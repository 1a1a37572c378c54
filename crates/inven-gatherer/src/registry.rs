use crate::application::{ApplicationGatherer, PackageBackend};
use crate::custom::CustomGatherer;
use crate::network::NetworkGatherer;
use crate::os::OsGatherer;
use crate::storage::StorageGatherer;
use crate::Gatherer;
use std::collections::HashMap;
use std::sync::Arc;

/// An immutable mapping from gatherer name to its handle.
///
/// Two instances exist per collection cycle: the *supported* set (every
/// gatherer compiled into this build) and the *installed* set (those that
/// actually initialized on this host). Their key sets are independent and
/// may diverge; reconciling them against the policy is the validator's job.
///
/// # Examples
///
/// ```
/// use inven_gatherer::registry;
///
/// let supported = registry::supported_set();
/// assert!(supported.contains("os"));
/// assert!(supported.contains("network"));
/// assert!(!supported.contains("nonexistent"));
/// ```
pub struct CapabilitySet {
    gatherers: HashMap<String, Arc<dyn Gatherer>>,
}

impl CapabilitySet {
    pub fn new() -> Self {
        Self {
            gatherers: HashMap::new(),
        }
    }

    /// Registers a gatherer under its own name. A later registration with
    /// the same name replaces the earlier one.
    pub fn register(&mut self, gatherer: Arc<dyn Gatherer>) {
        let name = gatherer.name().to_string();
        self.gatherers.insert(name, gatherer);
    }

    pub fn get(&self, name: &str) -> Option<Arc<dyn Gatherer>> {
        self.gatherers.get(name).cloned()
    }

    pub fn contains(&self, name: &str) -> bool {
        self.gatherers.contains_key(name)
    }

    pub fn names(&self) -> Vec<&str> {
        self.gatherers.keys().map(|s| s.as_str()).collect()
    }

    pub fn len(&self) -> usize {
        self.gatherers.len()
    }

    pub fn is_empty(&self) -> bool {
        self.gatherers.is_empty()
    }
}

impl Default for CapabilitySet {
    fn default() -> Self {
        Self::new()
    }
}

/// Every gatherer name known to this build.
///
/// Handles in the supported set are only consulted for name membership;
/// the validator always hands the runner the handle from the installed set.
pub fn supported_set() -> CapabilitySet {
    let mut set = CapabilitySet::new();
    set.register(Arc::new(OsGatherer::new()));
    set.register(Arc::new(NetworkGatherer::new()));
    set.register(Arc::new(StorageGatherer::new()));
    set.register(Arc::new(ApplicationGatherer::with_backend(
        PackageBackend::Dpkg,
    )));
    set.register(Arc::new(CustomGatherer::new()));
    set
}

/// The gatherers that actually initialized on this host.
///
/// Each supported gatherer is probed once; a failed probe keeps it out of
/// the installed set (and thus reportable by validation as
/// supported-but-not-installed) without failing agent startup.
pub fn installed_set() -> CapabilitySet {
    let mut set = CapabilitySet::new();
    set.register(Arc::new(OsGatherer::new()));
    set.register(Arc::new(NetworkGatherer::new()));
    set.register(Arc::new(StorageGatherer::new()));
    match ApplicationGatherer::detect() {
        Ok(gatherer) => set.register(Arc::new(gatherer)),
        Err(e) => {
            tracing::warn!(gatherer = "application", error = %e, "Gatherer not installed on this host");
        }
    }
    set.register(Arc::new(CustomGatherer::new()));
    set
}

### ACTIVITY
Give the number, and nothing else, of lines in the listing above that include the word "build".

### REPLY
2